= Tiger Badge =

Award for experienced Sherpas

The Tiger Badge was awarded to experienced climbing porters by the Himalayan Club so that "the better Sherpas should be in some way distinguished and rewarded by higher rates of pay". Each bronze badge displays a Tiger's head in relief with a peak in the background, the legend around the edge reads "Himalayan Club", on the reverse the porter's name and Himalayan Club Number are engraved.

==History==
During the mid-1930s the Himalayan Club set about compiling a register of porters based in Darjeeling, those on the register were issued with a 'chit book' which would be used to record their mountaineering resume so that subsequent expeditions had a reliable record of the experience of those they might employ. The Himalayan Club published a list of those on the register with their date of birth and a brief summary of high-altitude experience, along with their number on the register (the 'Himalayan Club Number' which was assigned to each because so many had similar names).

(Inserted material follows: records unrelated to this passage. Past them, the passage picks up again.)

//! Attendee CSV export route.

use axum::Router;
use axum::extract::{Path, State};
use axum::http::{StatusCode, header};
use axum::response::{IntoResponse, Response};
use axum::routing::get;

use crate::export::render_csv;
use crate::models::TicketExportRow;
use crate::state::AppState;

/// Create the export router.
pub fn router() -> Router<AppState> {
    Router::new().route("/agenda/{id}/export", get(export_agenda))
}

/// Stream the attendee CSV for one agenda item's ticket orders.
///
/// GET /agenda/{id}/export
///
/// Every failure collapses to a plain-text 500; spreadsheet consumers get
/// no partial bodies.
async fn export_agenda(State(state): State<AppState>, Path(id): Path<i32>) -> Response {
    let ticket_type = format!("agenda-{id}");

    match TicketExportRow::for_ticket_type(state.db(), &ticket_type).await {
        Ok(rows) => {
            let body = render_csv(&rows);
            (
                [
                    (header::CONTENT_TYPE, "text/csv".to_string()),
                    (
                        header::CONTENT_DISPOSITION,
                        format!("attachment; filename={ticket_type}.csv"),
                    ),
                ],
                body,
            )
                .into_response()
        }
        Err(e) => {
            tracing::error!(agenda = id, error = %e, "attendee export failed");
            (StatusCode::INTERNAL_SERVER_ERROR, "Internal server error.").into_response()
        }
    }
}
//! Relationship reconciliation.
//!
//! Join-table rows are never edited in place: every save recomputes the
//! difference between the desired set of related keys and the rows already
//! stored, producing the minimal batch of inserts and deletes. Rows whose key
//! appears on both sides are left untouched, so unique constraints hold
//! during the transition and unchanged relationships generate no write
//! traffic.

use std::collections::HashSet;
use std::hash::Hash;

/// The insertions and deletions needed to make stored relationship rows
/// match a desired set of keys.
///
/// `insert` preserves the first-occurrence order of the desired keys;
/// `delete` holds surrogate row ids. The two sets are disjoint by
/// construction.
#[derive(Debug, Clone, PartialEq, Eq)]
pub struct ReconcilePlan<K> {
    pub insert: Vec<K>,
    pub delete: Vec<i32>,
}

impl<K> ReconcilePlan<K> {
    /// True when applying the plan would change nothing.
    pub fn is_noop(&self) -> bool {
        self.insert.is_empty() && self.delete.is_empty()
    }
}

/// Diff a desired set of related keys against the currently stored rows.
///
/// `extract` maps a stored row to its `(row_id, key)` pair. Desired keys are
/// treated as a set: duplicates collapse to a single insert. Callers that
/// reconcile an unordered relationship must canonicalize both the desired
/// keys and the extracted keys (see [`AgendaPair`]) so the same edge compares
/// equal no matter which endpoint initiated the edit.
pub fn reconcile<K, R, F>(
    desired: impl IntoIterator<Item = K>,
    current: &[R],
    extract: F,
) -> ReconcilePlan<K>
where
    K: Eq + Hash + Clone,
    F: Fn(&R) -> (i32, K),
{
    let rows: Vec<(i32, K)> = current.iter().map(extract).collect();
    let existing: HashSet<&K> = rows.iter().map(|(_, key)| key).collect();

    let mut wanted = HashSet::new();
    let mut insert = Vec::new();
    for key in desired {
        if wanted.contains(&key) {
            continue;
        }
        if !existing.contains(&key) {
            insert.push(key.clone());
        }
        wanted.insert(key);
    }

    let delete = rows
        .iter()
        .filter(|(_, key)| !wanted.contains(key))
        .map(|(row_id, _)| *row_id)
        .collect();

    ReconcilePlan { insert, delete }
}

/// Canonical key for the symmetric agenda-to-agenda relationship.
///
/// The stored row keeps `agenda_from < agenda_to`, so an unordered edge has
/// exactly one representation. Constructing the pair through [`AgendaPair::new`]
/// applies the same normalization to desired ids, which lets an edit from
/// either endpoint discover the single stored row.
#[derive(Debug, Clone, Copy, PartialEq, Eq, Hash)]
pub struct AgendaPair {
    pub from: i32,
    pub to: i32,
}

impl AgendaPair {
    /// Normalize an unordered id pair into `(min, max)` form.
    pub fn new(a: i32, b: i32) -> Self {
        Self {
            from: a.min(b),
            to: a.max(b),
        }
    }

    /// The endpoint of this pair that is not `id`.
    pub fn other(&self, id: i32) -> i32 {
        if self.from == id { self.to } else { self.from }
    }
}
//! Admin routes for speaker management.

use axum::extract::{Path, Query, State};
use axum::http::StatusCode;
use axum::routing::{get, post};
use axum::{Json, Router};
use serde::Deserialize;

use crate::content::ContentManager;
use crate::error::{AppError, AppResult};
use crate::form::SpeakerFormData;
use crate::state::AppState;

/// Query parameters for listing speakers.
#[derive(Debug, Deserialize)]
struct ListQuery {
    /// Listing page, honored in multi-page mode.
    page: Option<i32>,
}

/// Create the speakers admin router.
pub fn router() -> Router<AppState> {
    Router::new()
        .route("/admin/speakers", get(list_speakers).post(save_speaker))
        .route("/admin/speakers/new", get(new_speaker))
        .route("/admin/speakers/{id}", get(get_speaker))
        .route("/admin/speakers/{id}/delete", post(delete_speaker))
        .route("/admin/speakers/page/{page}/delete", post(delete_speaker_page))
}

/// List speakers.
///
/// GET /admin/speakers
async fn list_speakers(
    State(state): State<AppState>,
    Query(query): Query<ListQuery>,
) -> AppResult<Json<serde_json::Value>> {
    let speakers = state.speakers().list(query.page).await?;

    Ok(Json(serde_json::json!({ "items": speakers })))
}

/// Form definition for creating a speaker.
///
/// GET /admin/speakers/new
async fn new_speaker(State(state): State<AppState>) -> AppResult<Json<serde_json::Value>> {
    let form = state.speakers().form_definition().await?;

    Ok(Json(serde_json::json!({
        "form": form,
        "image_upload": state.speakers().upload_profile(),
    })))
}

/// One speaker plus their edit form.
///
/// GET /admin/speakers/{id}
async fn get_speaker(
    State(state): State<AppState>,
    Path(id): Path<i32>,
) -> AppResult<Json<serde_json::Value>> {
    let Some(speaker) = state.speakers().get(id).await? else {
        return Err(AppError::NotFound);
    };

    let form = state
        .speakers()
        .form_definition()
        .await?
        .with_values(&speaker);

    Ok(Json(serde_json::json!({
        "item": speaker,
        "form": form,
        "image_upload": state.speakers().upload_profile(),
    })))
}

/// Save a speaker; creates when no id is posted.
///
/// POST /admin/speakers
async fn save_speaker(
    State(state): State<AppState>,
    Json(form): Json<SpeakerFormData>,
) -> AppResult<(StatusCode, Json<serde_json::Value>)> {
    let creating = form.id.is_none();
    let submission = form.validate().map_err(AppError::Validation)?;

    let id = state.speakers().save(submission).await?;

    let status = if creating {
        StatusCode::CREATED
    } else {
        StatusCode::OK
    };
    Ok((status, Json(serde_json::json!({ "id": id }))))
}

/// Delete a speaker.
///
/// POST /admin/speakers/{id}/delete
async fn delete_speaker(
    State(state): State<AppState>,
    Path(id): Path<i32>,
) -> AppResult<StatusCode> {
    if state.speakers().delete(id).await? {
        Ok(StatusCode::NO_CONTENT)
    } else {
        Err(AppError::NotFound)
    }
}

/// Delete every speaker on a listing page.
///
/// POST /admin/speakers/page/{page}/delete
async fn delete_speaker_page(
    State(state): State<AppState>,
    Path(page): Path<i32>,
) -> AppResult<Json<serde_json::Value>> {
    let removed = state.speakers().delete_page(page).await?;

    Ok(Json(serde_json::json!({ "removed": removed })))
}
//! Application state shared across all handlers.

use std::sync::Arc;

use anyhow::{Context, Result};
use sqlx::PgPool;
use tracing::info;

use crate::config::Config;
use crate::content::{AgendaManager, ContentTypeRegistry, SpeakerManager};
use crate::db;
use crate::services::images::ImageHost;

/// Shared application state.
///
/// Wrapped in Arc internally so Clone is cheap.
#[derive(Clone)]
pub struct AppState {
    inner: Arc<AppStateInner>,
}

struct AppStateInner {
    /// PostgreSQL connection pool.
    db: PgPool,

    /// Remote image-asset host client.
    images: Arc<ImageHost>,

    /// Agenda content type manager.
    agenda: Arc<AgendaManager>,

    /// Speakers content type manager.
    speakers: Arc<SpeakerManager>,

    /// Content type registry, wired at startup.
    registry: ContentTypeRegistry,
}

impl AppState {
    /// Create new application state: pool, migrations, managers, and
    /// content type wiring.
    pub async fn new(config: &Config) -> Result<Self> {
        let db = db::create_pool(config)
            .await
            .context("failed to create database pool")?;

        db::run_migrations(&db)
            .await
            .context("failed to run migrations")?;

        let images = Arc::new(ImageHost::new(
            config.image_host_url.clone(),
            config.image_host_key.clone(),
        ));
        if config.image_host_url.is_none() {
            info!("IMAGE_HOST_URL not set, image asset destruction disabled");
        }

        let agenda = Arc::new(AgendaManager::new(
            db.clone(),
            images.clone(),
            config.tracks.clone(),
        ));
        let speakers = Arc::new(SpeakerManager::new(
            db.clone(),
            images.clone(),
            config.speakers_multipage,
        ));

        // Content types never import each other: all cross-references go
        // through capabilities exchanged here.
        let mut registry = ContentTypeRegistry::new();
        registry.register(agenda.clone());
        registry.register(speakers.clone());
        registry.wire_integrations();

        info!(
            content_types = ?registry.type_names(),
            "content types registered and wired"
        );

        Ok(Self {
            inner: Arc::new(AppStateInner {
                db,
                images,
                agenda,
                speakers,
                registry,
            }),
        })
    }

    /// Get the database pool.
    pub fn db(&self) -> &PgPool {
        &self.inner.db
    }

    /// Get the image-asset host client.
    pub fn images(&self) -> &Arc<ImageHost> {
        &self.inner.images
    }

    /// Get the agenda manager.
    pub fn agenda(&self) -> &Arc<AgendaManager> {
        &self.inner.agenda
    }

    /// Get the speakers manager.
    pub fn speakers(&self) -> &Arc<SpeakerManager> {
        &self.inner.speakers
    }

    /// Get the content type registry.
    pub fn registry(&self) -> &ContentTypeRegistry {
        &self.inner.registry
    }

    /// Check if PostgreSQL is healthy.
    pub async fn postgres_healthy(&self) -> bool {
        db::check_health(&self.inner.db).await
    }
}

Despite the similarity of many porter names, and the varied spellings used for them in different expedition reports, the 'Himalayan Club Numbers' of porters were often not included in expedition reports, but Kenneth Mason was able to include the 'Himalayan Club Number' for many of the porters mentioned in his "pioneering history of Himalayan exploration" because had been the editor of the Himalayan Journal from its inception in 1929 through to 1940.

The term 'tiger' was adopted during the course of the 1924 British Mount Everest expedition. The expedition was beset by a period of poor weather and four porters became stranded on the North Col for four days when all of the European mountaineers were lower on the mountain. The porters were eventually rescued but for the final day of that period the porters had no food left, that event, along with the poor weather conditions, had so demoralised the porters that only a small group were prepared to continue supporting the climbing efforts. It was at that point in the 1924 British Mount Everest expedition that the term 'tiger' was adopted for "the picked fifteen porters on whom now all our hopes centred". The same term was later used on a series of expeditions to major Himalayan peaks including the German expeditions to Nanga Parbat who referred to the "Himalayan 'tigers' from Darjeeling".

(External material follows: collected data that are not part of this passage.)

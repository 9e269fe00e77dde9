//! Database connection pool management.

use anyhow::{Context, Result};
use sqlx::postgres::{PgPool, PgPoolOptions};

use crate::config::Config;

/// Create a PostgreSQL connection pool.
pub async fn create_pool(config: &Config) -> Result<PgPool> {
    let pool = PgPoolOptions::new()
        .max_connections(config.database_max_connections)
        .connect(&config.database_url)
        .await
        .context("failed to connect to PostgreSQL")?;

    Ok(pool)
}

/// Run pending schema migrations.
pub async fn run_migrations(pool: &PgPool) -> Result<()> {
    sqlx::migrate!("./migrations")
        .run(pool)
        .await
        .context("failed to run migrations")?;

    Ok(())
}

/// Check if the database connection is healthy.
pub async fn check_health(pool: &PgPool) -> bool {
    sqlx::query("SELECT 1").execute(pool).await.is_ok()
}
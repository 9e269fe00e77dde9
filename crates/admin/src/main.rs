//! Rostrum conference admin
//!
//! HTTP server managing agenda items, speakers, and attendee exports.

mod config;
mod content;
mod db;
mod error;
mod export;
mod form;
mod models;
mod routes;
mod services;
mod state;

use std::net::SocketAddr;

use anyhow::{Context, Result};
use axum::Router;
use axum::http::{HeaderValue, Method};
use tower_http::cors::CorsLayer;
use tower_http::trace::TraceLayer;
use tracing::{info, warn};
use tracing_subscriber::{EnvFilter, layer::SubscriberExt, util::SubscriberInitExt};

use crate::config::Config;
use crate::state::AppState;

#[tokio::main]
async fn main() -> Result<()> {
    // Load .env file if present
    dotenvy::dotenv().ok();

    init_tracing();

    info!("Starting Rostrum admin backend");

    let config = Config::from_env().context("failed to load configuration")?;
    info!(port = config.port, "Configuration loaded");

    let state = AppState::new(&config)
        .await
        .context("failed to initialize application state")?;

    info!("Database connection established");

    let cors = build_cors_layer(&config);

    let app = Router::new()
        .merge(routes::admin_agenda::router())
        .merge(routes::admin_speakers::router())
        .merge(routes::export::router())
        .merge(routes::front::router())
        .merge(routes::health::router())
        .layer(cors)
        .layer(TraceLayer::new_for_http())
        .with_state(state);

    let addr = SocketAddr::from(([0, 0, 0, 0], config.port));
    let listener = tokio::net::TcpListener::bind(addr)
        .await
        .context("failed to bind to address")?;

    info!(%addr, "Server listening");

    axum::serve(listener, app).await.context("server error")?;

    Ok(())
}

fn build_cors_layer(config: &Config) -> CorsLayer {
    let methods = [Method::GET, Method::POST, Method::OPTIONS];

    if config.cors_allowed_origins.len() == 1 && config.cors_allowed_origins[0] == "*" {
        CorsLayer::new()
            .allow_origin(tower_http::cors::Any)
            .allow_methods(methods)
            .allow_headers(tower_http::cors::Any)
    } else {
        let origins: Vec<HeaderValue> = config
            .cors_allowed_origins
            .iter()
            .filter_map(|o| match o.parse::<HeaderValue>() {
                Ok(v) => Some(v),
                Err(_) => {
                    warn!(origin = %o, "ignoring unparseable CORS origin");
                    None
                }
            })
            .collect();

        CorsLayer::new()
            .allow_origin(origins)
            .allow_methods(methods)
            .allow_headers(tower_http::cors::Any)
            .allow_credentials(true)
    }
}

fn init_tracing() {
    let filter = EnvFilter::try_from_default_env()
        .unwrap_or_else(|_| EnvFilter::new("info,tower_http=debug,sqlx=warn"));

    tracing_subscriber::registry()
        .with(filter)
        .with(tracing_subscriber::fmt::layer())
        .init();
}
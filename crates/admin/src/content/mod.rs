//! Content types and their integration protocol.
//!
//! Each content type is an independent manager. Managers never import each
//! other: cross-references flow through provider capabilities exchanged at
//! startup by the [`registry::ContentTypeRegistry`], so either manager runs
//! alone with providers defaulting to empty.

pub mod agenda;
pub mod reconcile;
pub mod registry;
pub mod speakers;

use std::sync::Arc;

use anyhow::Result;
use async_trait::async_trait;
use serde::{Deserialize, Serialize};

pub use agenda::AgendaManager;
pub use registry::ContentTypeRegistry;
pub use speakers::SpeakerManager;

/// Minimal agenda reference exchanged between content types.
#[derive(Debug, Clone, PartialEq, Eq, Serialize, Deserialize)]
pub struct AgendaRef {
    pub id: i32,
    pub title: String,
}

/// Minimal speaker reference exchanged between content types.
#[derive(Debug, Clone, PartialEq, Eq, Serialize, Deserialize)]
pub struct SpeakerRef {
    pub id: i32,
    pub name: String,
}

/// Source of agenda references for peer content types.
///
/// Async resolution covers both eagerly-known and store-backed providers;
/// callers await uniformly either way.
#[async_trait]
pub trait AgendaProvider: Send + Sync {
    async fn agendas(&self, only: Option<&[i32]>) -> Result<Vec<AgendaRef>>;
}

/// Source of speaker references for peer content types.
#[async_trait]
pub trait SpeakerProvider: Send + Sync {
    async fn speakers(&self, only: Option<&[i32]>) -> Result<Vec<SpeakerRef>>;
}

/// A provider handle one content type offers its peers.
#[derive(Clone)]
pub enum Capability {
    Agendas(Arc<dyn AgendaProvider>),
    Speakers(Arc<dyn SpeakerProvider>),
}

impl std::fmt::Debug for Capability {
    fn fmt(&self, f: &mut std::fmt::Formatter<'_>) -> std::fmt::Result {
        match self {
            Capability::Agendas(_) => f.write_str("Capability::Agendas"),
            Capability::Speakers(_) => f.write_str("Capability::Speakers"),
        }
    }
}

/// Contract every content type implements.
///
/// The HTTP layer talks to the concrete managers; this trait carries what
/// the registry and the page-assembly dispatch need.
#[async_trait]
pub trait ContentManager: Send + Sync {
    /// Machine name of this content type.
    fn id(&self) -> &'static str;

    /// Machine names of peer content types this manager integrates with.
    fn integrates_with(&self) -> &'static [&'static str] {
        &[]
    }

    /// Provider handles this manager offers to integrating peers.
    fn capabilities(self: Arc<Self>) -> Vec<Capability> {
        Vec::new()
    }

    /// Receive a capability offered by a peer; unknown kinds are ignored.
    fn accept(&self, _capability: Capability) {}

    /// Published data shaped for the page-assembly layer.
    async fn render_data(&self, page: Option<i32>) -> Result<serde_json::Value>;

    /// Admin form definition with choice lists resolved.
    async fn form_definition(&self) -> Result<crate::form::Form>;
}

/// Invoke every registered agenda provider and merge the results.
pub async fn collect_agendas(
    providers: &[Arc<dyn AgendaProvider>],
    only: Option<&[i32]>,
) -> Result<Vec<AgendaRef>> {
    let mut all = Vec::new();
    for provider in providers {
        all.extend(provider.agendas(only).await?);
    }
    Ok(all)
}

/// Invoke every registered speaker provider and merge the results.
pub async fn collect_speakers(
    providers: &[Arc<dyn SpeakerProvider>],
    only: Option<&[i32]>,
) -> Result<Vec<SpeakerRef>> {
    let mut all = Vec::new();
    for provider in providers {
        all.extend(provider.speakers(only).await?);
    }
    Ok(all)
}
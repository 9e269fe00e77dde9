//! Health check endpoint.

use axum::Json;
use axum::Router;
use axum::extract::State;
use axum::http::StatusCode;
use axum::routing::get;
use serde::Serialize;

use crate::state::AppState;

/// Health check response.
#[derive(Serialize)]
struct HealthResponse {
    status: &'static str,
    postgres: bool,
}

/// Health check handler.
async fn health_check(State(state): State<AppState>) -> (StatusCode, Json<HealthResponse>) {
    let postgres = state.postgres_healthy().await;

    let (status_code, status) = if postgres {
        (StatusCode::OK, "healthy")
    } else {
        (StatusCode::SERVICE_UNAVAILABLE, "unhealthy")
    };

    (status_code, Json(HealthResponse { status, postgres }))
}

/// Create the health check router.
pub fn router() -> Router<AppState> {
    Router::new().route("/health", get(health_check))
}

The initial proposal for a Tiger badge was to "create a superior grade for experienced climbing porters" who would receive a higher rate of pay for their work on subsequent expeditions. However that proposal was refined so that they would receive "8 annas (50 paise or half a rupee) a day extra pay beyond the rate paid to others, for work above the snow-line", the snow-line stipulation being added to recognise the application of their expertise in those areas without compromising their chance of employment on more ordinary treks where their climbing skill and experience was less relevant.

The leaders of expeditions to the higher peaks were asked to recommend porters for the award of the Tiger Badge and the Committee of the Himalayan Club reviewed their recommendations and decided which porters should be awarded this higher grade. The first badges were awarded in 1939 and a group of porters who took part in the 1965 Indian Everest Expedition were the last to be awarded the badges.

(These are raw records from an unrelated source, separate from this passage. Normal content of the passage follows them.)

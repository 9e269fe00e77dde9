//! Remote image-asset host client.
//!
//! Uploads happen out-of-band in the admin UI; this backend stores the
//! returned asset reference and is responsible for destroying assets when
//! entities drop them. Destruction is fire-and-forget: failures are logged
//! and never surface to the owning save or delete.

use anyhow::{Context, Result};
use serde::Serialize;
use tracing::{debug, info, warn};

/// Transform preset applied by the asset host on upload.
#[derive(Debug, Clone, Serialize)]
pub struct ImageUploadProfile {
    /// Host-side grouping tags.
    pub tags: Vec<&'static str>,

    pub width: u32,

    pub height: u32,

    /// Host crop mode.
    pub crop: &'static str,

    /// Derived variants rendered eagerly on upload.
    pub variants: Vec<&'static str>,
}

impl ImageUploadProfile {
    /// The shared 1000x1000 limit-crop profile with front and thumb variants.
    pub fn standard(tag: &'static str) -> Self {
        Self {
            tags: vec![tag],
            width: 1000,
            height: 1000,
            crop: "limit",
            variants: vec!["front", "thumb"],
        }
    }
}

/// Client for the remote asset host.
///
/// Cheap to clone: the inner HTTP client is reference-counted.
#[derive(Clone)]
pub struct ImageHost {
    client: reqwest::Client,
    endpoint: Option<String>,
    api_key: Option<String>,
}

impl ImageHost {
    /// Create a new client. With no endpoint configured, destruction
    /// degrades to a logged no-op.
    pub fn new(endpoint: Option<String>, api_key: Option<String>) -> Self {
        let client = reqwest::Client::builder()
            .timeout(std::time::Duration::from_secs(30))
            .redirect(reqwest::redirect::Policy::none())
            .build()
            .unwrap_or_default();

        Self {
            client,
            endpoint,
            api_key,
        }
    }

    /// Whether a stored reference names a hosted asset.
    ///
    /// References containing `/` are plain paths served elsewhere and must
    /// never be sent to the host for destruction.
    pub fn is_hosted_reference(reference: &str) -> bool {
        !reference.contains('/')
    }

    /// Ask the host to destroy an asset.
    pub async fn destroy(&self, reference: &str) -> Result<()> {
        let Some(endpoint) = &self.endpoint else {
            debug!(reference, "image host not configured, skipping destruction");
            return Ok(());
        };

        let mut request = self
            .client
            .post(format!("{endpoint}/destroy"))
            .json(&serde_json::json!({ "public_id": reference }));
        if let Some(key) = &self.api_key {
            request = request.bearer_auth(key);
        }

        let response = request
            .send()
            .await
            .context("failed to reach image host")?;
        response
            .error_for_status()
            .context("image host rejected destruction")?;

        Ok(())
    }

    /// Destroy an asset in the background.
    ///
    /// Path-style references are skipped outright. The spawned task logs the
    /// outcome; callers never observe a failure.
    pub fn destroy_detached(&self, reference: String) {
        if !Self::is_hosted_reference(&reference) {
            debug!(reference, "stored image is a path, skipping asset destruction");
            return;
        }

        let host = self.clone();
        tokio::spawn(async move {
            match host.destroy(&reference).await {
                Ok(()) => info!(reference, "image asset destroyed"),
                Err(e) => warn!(reference, error = %e, "image asset destruction failed"),
            }
        });
    }
}

#[cfg(test)]
#[allow(clippy::unwrap_used, clippy::expect_used)]
mod tests {
    use super::*;

    #[test]
    fn path_references_are_not_hosted() {
        assert!(!ImageHost::is_hosted_reference("2019/05/portrait.jpg"));
        assert!(!ImageHost::is_hosted_reference("/legacy.png"));
        assert!(ImageHost::is_hosted_reference("conf-asset-ab12cd"));
    }

    #[tokio::test]
    async fn unconfigured_host_destroys_as_noop() {
        let host = ImageHost::new(None, None);
        assert!(host.destroy("conf-asset-ab12cd").await.is_ok());
    }

    #[test]
    fn standard_profile_is_shared_shape() {
        let profile = ImageUploadProfile::standard("agendas");
        assert_eq!(profile.width, 1000);
        assert_eq!(profile.crop, "limit");
        assert_eq!(profile.variants, vec!["front", "thumb"]);
    }
}
#![allow(clippy::unwrap_used, clippy::expect_used)]
//! Integration tests for the relationship reconciliation engine.
//!
//! These drive the public reconcile API through the same row shapes the
//! managers feed it.

use rostrum_admin::content::reconcile::{AgendaPair, reconcile};
use rostrum_admin::models::{AgendaRelationship, SpeakerAgenda};

// ============================================================================
// Symmetric agenda-to-agenda relationships
// ============================================================================

fn edge(id: i32, from: i32, to: i32) -> AgendaRelationship {
    AgendaRelationship {
        id,
        agenda_from: from,
        agenda_to: to,
    }
}

#[test]
fn replacing_a_related_agenda_swaps_exactly_one_row() {
    // Owner 1 is related to 2; the edit wants only 3.
    let current = vec![edge(100, 1, 2)];
    let desired = [3].iter().map(|&to| AgendaPair::new(1, to));

    let plan = reconcile(desired, &current, |row| (row.id, row.pair()));

    assert_eq!(plan.insert, vec![AgendaPair::new(1, 3)]);
    assert_eq!(plan.delete, vec![100]);
}

#[test]
fn both_endpoints_resolve_the_same_row() {
    let current = vec![edge(1, 4, 9)];

    // Saving agenda 4 with 9 still related.
    let from_four = reconcile(
        [9].iter().map(|&to| AgendaPair::new(4, to)),
        &current,
        |row| (row.id, row.pair()),
    );
    assert!(from_four.is_noop());

    // Saving agenda 9 with 4 still related.
    let from_nine = reconcile(
        [4].iter().map(|&to| AgendaPair::new(9, to)),
        &current,
        |row| (row.id, row.pair()),
    );
    assert!(from_nine.is_noop());
}

#[test]
fn desired_duplicates_produce_one_canonical_insert() {
    // 7 listed twice, plus the owner-swapped spelling of the same edge.
    let desired = [
        AgendaPair::new(3, 7),
        AgendaPair::new(3, 7),
        AgendaPair::new(7, 3),
    ];
    let plan = reconcile(desired, &[] as &[AgendaRelationship], |row| {
        (row.id, row.pair())
    });

    assert_eq!(plan.insert, vec![AgendaPair::new(3, 7)]);
}

#[test]
fn reconcile_is_idempotent_once_applied() {
    let desired: Vec<AgendaPair> = [2, 8].iter().map(|&to| AgendaPair::new(5, to)).collect();

    let first = reconcile(
        desired.iter().copied(),
        &[] as &[AgendaRelationship],
        |row| (row.id, row.pair()),
    );
    assert_eq!(first.insert.len(), 2);

    // Pretend the inserts landed as rows 1 and 2.
    let stored: Vec<AgendaRelationship> = first
        .insert
        .iter()
        .enumerate()
        .map(|(i, pair)| edge(i as i32 + 1, pair.from, pair.to))
        .collect();

    let second = reconcile(desired.iter().copied(), &stored, |row| {
        (row.id, row.pair())
    });
    assert!(second.is_noop());
}

// ============================================================================
// Speaker-to-agenda associations
// ============================================================================

fn association(id: i32, speaker: i32, agenda: i32) -> SpeakerAgenda {
    SpeakerAgenda {
        id,
        speaker,
        agenda,
    }
}

#[test]
fn new_speaker_is_added_and_existing_kept() {
    // Agenda 5 currently has speaker 7; the edit wants speakers 7 and 8.
    let current = vec![association(10, 7, 5)];

    let plan = reconcile([7, 8], &current, |row| (row.id, row.speaker));

    assert_eq!(plan.insert, vec![8]);
    assert!(plan.delete.is_empty());
}

#[test]
fn clearing_the_speaker_list_deletes_every_association() {
    let current = vec![association(1, 7, 5), association(2, 8, 5)];

    let plan = reconcile(std::iter::empty(), &current, |row| (row.id, row.speaker));

    assert!(plan.insert.is_empty());
    assert_eq!(plan.delete, vec![1, 2]);
}

#[test]
fn association_keyed_from_the_speaker_side() {
    // Speaker 7 appears in agendas 5 and 6; the edit drops 5 and adds 9.
    let current = vec![association(1, 7, 5), association(2, 7, 6)];

    let plan = reconcile([6, 9], &current, |row| (row.id, row.agenda));

    assert_eq!(plan.insert, vec![9]);
    assert_eq!(plan.delete, vec![1]);
}

#[test]
fn plans_never_overlap() {
    let current = vec![
        association(1, 2, 5),
        association(2, 3, 5),
        association(3, 4, 5),
    ];
    let plan = reconcile([3, 4, 5, 6], &current, |row| (row.id, row.speaker));

    // Deleted rows' keys must not reappear as inserts.
    let deleted_keys: Vec<i32> = current
        .iter()
        .filter(|row| plan.delete.contains(&row.id))
        .map(|row| row.speaker)
        .collect();
    for key in &plan.insert {
        assert!(!deleted_keys.contains(key));
    }

    assert_eq!(plan.insert, vec![5, 6]);
    assert_eq!(plan.delete, vec![1]);
}
mod queue;
mod types;

pub use queue::{EventQueue, PendingEvent};
pub use types::GameEvent;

The badges were awarded only to a select few and between the initiation of the badge in 1939 and the final awards in 1965 there were 66 recipients. A full list was published by the Himalayan Club in 1967 although the names of Nawang Topgay and Nawang Gombu were inadvertently omitted, the list on the Club website includes those two names. In addition to a higher rate of pay, the recipients gained additional respect and status, it was also felt that the prestige associated with holding a badge would spur other porters to match the Tiger's high standards. The final eight names on the list of Tiger Badge holders have consecutive Himalayan Club numbers, the final one being 369, suggesting that rather less than 20% of the registered porters were awarded Tiger Badges.

==Garud Medal==
The period between the independence of India in 1947 and the foundation of the Indian Mountaineering Foundation in 1961 was punctuated by the opening of Nepal to mountaineers in 1949/50, and the annexation of Tibet by the PRC in 1950 these events moved the focus of mountaineering expeditions and sherpa recruitment from Darjeeling and the last Tiger Badges were issued in 1965.

The Garud Medal, which was instituted by the Himalayan Club in the 21st century, is a related initiative. It is awarded to individuals who have "excelled over the years in serving / working for expeditions, performed an exemplary act of help, support or rescue to a party in the mountains".